Extra Modules: Advanced Topics

Advanced OpenCV features including face recognition, object tracking, and text detection.

Note: Some features require opencv-contrib-python package.

Topics Covered

  • Face detection and recognition
  • Object tracking algorithms
  • Text detection and OCR

1. Face Recognition

Face Recognition Pipeline:

┌─────────────────────────────────────────────────────────────────────┐
│                    Face Recognition System                          │
├─────────────────────────────────────────────────────────────────────┤
│                                                                     │
│   ┌──────────┐    ┌──────────┐    ┌──────────┐    ┌──────────┐    │
│   │  Input   │    │  Detect  │    │  Align   │    │ Extract  │    │
│   │  Image   │───▶│   Face   │───▶│   Face   │───▶│ Features │    │
│   └──────────┘    └──────────┘    └──────────┘    └──────────┘    │
│                                                         │          │
│                                                         ▼          │
│                                                   ┌──────────┐     │
│   ┌──────────┐                                    │  Match   │     │
│   │  Known   │───────────────────────────────────▶│ Against  │     │
│   │   Faces  │                                    │ Database │     │
│   │ Database │                                    └──────────┘     │
│   └──────────┘                                          │          │
│                                                         ▼          │
│                                                   ┌──────────┐     │
│                                                   │ Identity │     │
│                                                   │   or     │     │
│                                                   │ Unknown  │     │
│                                                   └──────────┘     │
│                                                                     │
└─────────────────────────────────────────────────────────────────────┘

Face Detection with DNN

Recommended approach using deep learning:

# Load SSD face detector
net = cv2.dnn.readNetFromTensorflow(modelFile, configFile)

# Prepare input
blob = cv2.dnn.blobFromImage(image, 1.0, (300, 300), (104, 177, 123))
net.setInput(blob)

# Detect faces
detections = net.forward()

# Process detections
for i in range(detections.shape[2]):
    confidence = detections[0, 0, i, 2]
    if confidence > 0.5:
        x1, y1, x2, y2 = detections[0, 0, i, 3:7] * [w, h, w, h]

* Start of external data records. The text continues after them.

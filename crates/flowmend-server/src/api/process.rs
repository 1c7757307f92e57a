//! `/api/process` — session lifecycle and the improvement pipeline.

use axum::extract::{Path, State};
use axum::routing::{get, post};
use axum::{Json, Router};
use axum_extra::extract::Multipart;
use serde::Deserialize;

use flowmend_core::{AppState, ServiceError, WorkflowReply};

pub fn router() -> Router<AppState> {
    Router::new()
        .route("/start", post(start_process_analysis))
        .route("/{session_id}/status", get(get_process_status))
        .route("/{session_id}/clarify", post(provide_clarification))
        .route("/{session_id}/end", post(end_process_session))
}

/// POST /api/process/start — Start a new process-analysis session.
///
/// Multipart form: `user_id`, `query`, optional `input_file`
/// (PDF, DOCX, BPMN) for process context.
async fn start_process_analysis(
    State(state): State<AppState>,
    mut multipart: Multipart,
) -> Result<Json<WorkflowReply>, ServiceError> {
    let mut user_id: Option<String> = None;
    let mut query: Option<String> = None;
    let mut upload: Option<(String, Vec<u8>)> = None;

    while let Some(field) = multipart
        .next_field()
        .await
        .map_err(|e| ServiceError::BadRequest(format!("Invalid multipart body: {}", e)))?
    {
        let name = field.name().map(str::to_string);
        match name.as_deref() {
            Some("user_id") => {
                user_id = Some(field.text().await.map_err(|e| {
                    ServiceError::BadRequest(format!("Invalid user_id field: {}", e))
                })?);
            }
            Some("query") => {
                query = Some(field.text().await.map_err(|e| {
                    ServiceError::BadRequest(format!("Invalid query field: {}", e))
                })?);
            }
            Some("input_file") => {
                let filename = field.file_name().unwrap_or("upload").to_string();
                let bytes = field.bytes().await.map_err(|e| {
                    ServiceError::BadRequest(format!("Could not read input_file: {}", e))
                })?;
                upload = Some((filename, bytes.to_vec()));
            }
            _ => {}
        }
    }

    let user_id =
        user_id.ok_or_else(|| ServiceError::BadRequest("Missing user_id field".into()))?;
    let query = query.ok_or_else(|| ServiceError::BadRequest("Missing query field".into()))?;

    let (file_texts, file_type) = match upload {
        Some((filename, bytes)) => {
            let (text, kind) = state
                .extractor
                .extract(&filename, &bytes)
                .map_err(|e| ServiceError::BadRequest(format!("Could not parse file: {}", e)))?;
            (Some(text), Some(kind))
        }
        None => (None, None),
    };

    let session_id = state.orchestrator.start_new_session(&user_id).await;
    let reply = state
        .orchestrator
        .process_user_query(&session_id, &query, file_texts, file_type)
        .await?;

    Ok(Json(reply))
}

/// GET /api/process/{session_id}/status — Status and results of a session.
async fn get_process_status(
    State(state): State<AppState>,
    Path(session_id): Path<String>,
) -> Result<Json<WorkflowReply>, ServiceError> {
    let reply = state.orchestrator.get_session_status(&session_id).await?;
    Ok(Json(reply))
}

#[derive(Debug, Deserialize)]
struct ClarifyRequest {
    clarification_response: String,
}

/// POST /api/process/{session_id}/clarify — Resume a paused session.
async fn provide_clarification(
    State(state): State<AppState>,
    Path(session_id): Path<String>,
    Json(body): Json<ClarifyRequest>,
) -> Result<Json<WorkflowReply>, ServiceError> {
    let reply = state
        .orchestrator
        .resume_session_with_clarification(&session_id, &body.clarification_response)
        .await?;
    Ok(Json(reply))
}

/// POST /api/process/{session_id}/end — End a session.
async fn end_process_session(
    State(state): State<AppState>,
    Path(session_id): Path<String>,
) -> Result<Json<WorkflowReply>, ServiceError> {
    let reply = state.orchestrator.end_session(&session_id).await?;
    Ok(Json(reply))
}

Face Recognition Algorithms

Eigenfaces (PCA)

What it does: Projects faces into lower-dimensional eigenspace.

Principal Component Analysis:

1. Compute mean face: μ = (1/N) × Σᵢ xᵢ

2. Center the data: Φᵢ = xᵢ - μ

3. Compute covariance: C = (1/N) × Σᵢ ΦᵢΦᵢᵀ

4. Find eigenvectors of C: Cv = λv
   (Eigenfaces are eigenvectors with largest eigenvalues)

5. Project to eigenspace: ω = Uᵀ × (x - μ)
   Where U = matrix of top k eigenvectors

Recognition:

1. Project test face to eigenspace
2. Find nearest neighbor in projected training set
3. Use Euclidean distance: d = ||ω_test - ω_train||
recognizer = cv2.face.EigenFaceRecognizer_create(
    num_components=80,  # Number of eigenfaces
    threshold=10000     # Recognition threshold
)

Fisherfaces (LDA)

What it does: Maximizes between-class variance, minimizes within-class.

Linear Discriminant Analysis:

Maximize: J(W) = (Wᵀ S_B W) / (Wᵀ S_W W)

Where:
  S_B = between-class scatter matrix
  S_W = within-class scatter matrix

S_B = Σᵢ Nᵢ × (μᵢ - μ)(μᵢ - μ)ᵀ
S_W = Σᵢ Σₓ∈Cᵢ (x - μᵢ)(x - μᵢ)ᵀ

Advantages over Eigenfaces:

  • Better handles lighting variations
  • More discriminative features
recognizer = cv2.face.FisherFaceRecognizer_create(
    num_components=0,   # 0 = use all
    threshold=10000
)

LBPH (Local Binary Patterns Histograms)

What it does: Extracts texture features using local binary patterns.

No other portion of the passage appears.